Tangled issues with what status we should use for our HTTP redirects

September 19, 2022

We have a general purpose web server, which includes user home pages. Historically, every so often people moved on but wanted their home pages to redirect to elsewhere, and we generally obliged, using various Apache mechanisms to set up HTTP redirections (most recently with Apache's RewriteMap). However, we haven't had any such new requests for years and years, which means that by now all of our existing such redirections are very old (and, naturally, not all of them still went to working destinations).

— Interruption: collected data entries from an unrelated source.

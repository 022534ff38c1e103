use std::sync::Arc;
use std::time::Duration;

use assert_matches::assert_matches;
use gattlink::{
    Advertisement, DeviceAddress, FakeScanTransport, ScanCall, ScanEntry, ScanError, ScanFilter,
    ScanMode, ScanOptions, ScanResults, Scanner, ScannerState,
};
use pretty_assertions::assert_eq;
use tokio::time::{sleep, timeout};
use tokio_stream::StreamExt;
use uuid::Uuid;

const SENSOR: Uuid = Uuid::from_u128(0x0000_181a_0000_1000_8000_0080_5f9b_34fb);

fn thermo(rssi: i16) -> Advertisement {
    Advertisement::new("AA:BB:CC:00:00:01", Some("Thermo".into()), Some(rssi))
}

fn plug() -> Advertisement {
    Advertisement::new("AA:BB:CC:00:00:02", Some("Plug".into()), Some(-70))
}

async fn next_entry(results: &mut ScanResults) -> anyhow::Result<ScanEntry> {
    let entry = timeout(Duration::from_secs(1), results.next())
        .await?
        .ok_or_else(|| anyhow::anyhow!("scan ended"))??;
    Ok(entry)
}

async fn assert_quiet(results: &mut ScanResults) {
    assert!(
        timeout(Duration::from_secs(1), results.next()).await.is_err(),
        "expected no further scan results"
    );
}

fn addresses(entries: &[ScanEntry]) -> Vec<&str> {
    entries
        .iter()
        .map(|entry| entry.device().address().as_str())
        .collect()
}

#[tokio::test(start_paused = true)]
async fn deduplicated_scan_reports_each_device_once() -> anyhow::Result<()> {
    let transport = Arc::new(FakeScanTransport::new(vec![thermo(-60), thermo(-50), plug()]));
    let mut scanner = Scanner::new(transport.clone());

    let mut results = scanner.start(ScanOptions::default())?;
    let first = next_entry(&mut results).await?;
    let second = next_entry(&mut results).await?;
    assert_quiet(&mut results).await;

    assert_eq!(vec!["AA:BB:CC:00:00:01", "AA:BB:CC:00:00:02"], addresses(&[first, second]));
    let entries = scanner.entries();
    assert_eq!(2, entries[0].sightings());
    assert_eq!(Some(-50), entries[0].rssi());
    assert_eq!(vec![ScanCall::Start(vec![])], transport.calls());
    Ok(())
}

#[tokio::test(start_paused = true)]
async fn scan_without_deduplication_reports_every_advertisement() -> anyhow::Result<()> {
    let transport = Arc::new(FakeScanTransport::new(vec![thermo(-60), thermo(-50)]));
    let mut scanner = Scanner::new(transport);

    let mut results = scanner.start(ScanOptions::builder().dedupe(false).build())?;
    let first = next_entry(&mut results).await?;
    let second = next_entry(&mut results).await?;
    assert_quiet(&mut results).await;

    assert_eq!(1, first.sightings());
    assert_eq!(2, second.sightings());
    assert_eq!(Some(-50), second.rssi());
    Ok(())
}

#[tokio::test(start_paused = true)]
async fn duty_cycled_scan_pauses_between_windows() -> anyhow::Result<()> {
    let transport = Arc::new(FakeScanTransport::new(vec![thermo(-60)]));
    let mut scanner = Scanner::new(transport.clone());
    let mode = ScanMode::DutyCycled {
        window: Duration::from_secs(5),
        sleep: Duration::from_secs(10),
    };

    let mut results = scanner.start(ScanOptions::builder().mode(mode).build())?;
    next_entry(&mut results).await?;
    assert_eq!(ScannerState::Scanning(mode), scanner.state());

    sleep(Duration::from_secs(17)).await;
    assert_eq!(
        vec![ScanCall::Start(vec![]), ScanCall::Stop, ScanCall::Start(vec![])],
        transport.calls()
    );
    // The replayed advertisement is still de-duplicated in the second window.
    assert_quiet(&mut results).await;

    scanner.stop().await?;
    assert_eq!(Some(&ScanCall::Stop), transport.calls().last());
    assert_eq!(ScannerState::Idle, scanner.state());
    Ok(())
}

#[tokio::test(start_paused = true)]
async fn second_start_is_rejected_while_scanning() -> anyhow::Result<()> {
    let mut scanner = Scanner::new(Arc::new(FakeScanTransport::new(vec![plug()])));

    let _results = scanner.start(ScanOptions::default())?;

    assert_matches!(
        scanner.start(ScanOptions::default()),
        Err(ScanError::AlreadyScanning)
    );
    Ok(())
}

#[tokio::test(start_paused = true)]
async fn forgotten_device_is_reported_again() -> anyhow::Result<()> {
    let (transport, advertiser) = FakeScanTransport::with_advertiser(vec![]);
    let mut scanner = Scanner::new(Arc::new(transport));
    let mut results = scanner.start(ScanOptions::default())?;

    advertiser.advertise(thermo(-60));
    assert_eq!(1, next_entry(&mut results).await?.sightings());
    advertiser.advertise(thermo(-61));
    assert_quiet(&mut results).await;

    assert!(scanner.forget(&DeviceAddress::new("aa:bb:cc:00:00:01")));
    advertiser.advertise(thermo(-62));
    let entry = next_entry(&mut results).await?;

    assert_eq!(1, entry.sightings());
    assert_eq!(Some(-62), entry.rssi());
    Ok(())
}

#[tokio::test(start_paused = true)]
async fn stop_clears_seen_devices() -> anyhow::Result<()> {
    let transport = Arc::new(FakeScanTransport::new(vec![thermo(-60), plug()]));
    let mut scanner = Scanner::new(transport.clone());
    let mut results = scanner.start(ScanOptions::default())?;
    next_entry(&mut results).await?;
    next_entry(&mut results).await?;
    assert_eq!(2, scanner.entries().len());

    scanner.stop().await?;

    assert_eq!(Vec::<ScanEntry>::new(), scanner.entries());
    assert_eq!(ScannerState::Idle, scanner.state());
    assert_eq!(
        vec![ScanCall::Start(vec![]), ScanCall::Stop],
        transport.calls()
    );
    assert_eq!(None, results.next().await.map(|result| result.is_ok()));
    Ok(())
}

#[tokio::test(start_paused = true)]
async fn filter_passes_services_to_transport_and_drops_other_devices() -> anyhow::Result<()> {
    let transport = Arc::new(FakeScanTransport::new(vec![
        plug(),
        thermo(-60).with_service(SENSOR),
    ]));
    let mut scanner = Scanner::new(transport.clone());
    let options = ScanOptions::builder()
        .filter(ScanFilter::default().service(SENSOR))
        .build();

    let mut results = scanner.start(options)?;
    let entry = next_entry(&mut results).await?;
    assert_quiet(&mut results).await;

    assert_eq!(Some("Thermo"), entry.device().name());
    assert_eq!(vec![ScanCall::Start(vec![SENSOR])], transport.calls());
    Ok(())
}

When we set up any HTTP redirection, we have historically tended to initially make them 'temporary' redirections (ie, HTTP status 302). Partly this is because it's usually the Apache default, and partly this is because we're concerned that we may have made a mistake (either in configuration or intentions) and historically permanent redirects could be cached in browsers, although I'm not sure how much that happens today. Our most recent version of redirections for people's old home pages were set up this way, and so they've stayed for four years.

Recently we had cause to look at how frequently these old redirections were still being used. To my surprise, a fair number of them were being used fairly often, and not just by search engines crawling them. Some of these uses may be from old URLs embedded in various places, but some of them seem to come from people following search engine links. I don't know for sure that search engines wouldn't be providing these links if we'd using permanent HTTP redirections, but it probably wouldn't hurt. So, more than four years after we set up things as temporary redirections just in case, we got around to making them permanent redirections. Quite possibly we should have left ourselves a note to do it sooner than that, once things were all proven and working.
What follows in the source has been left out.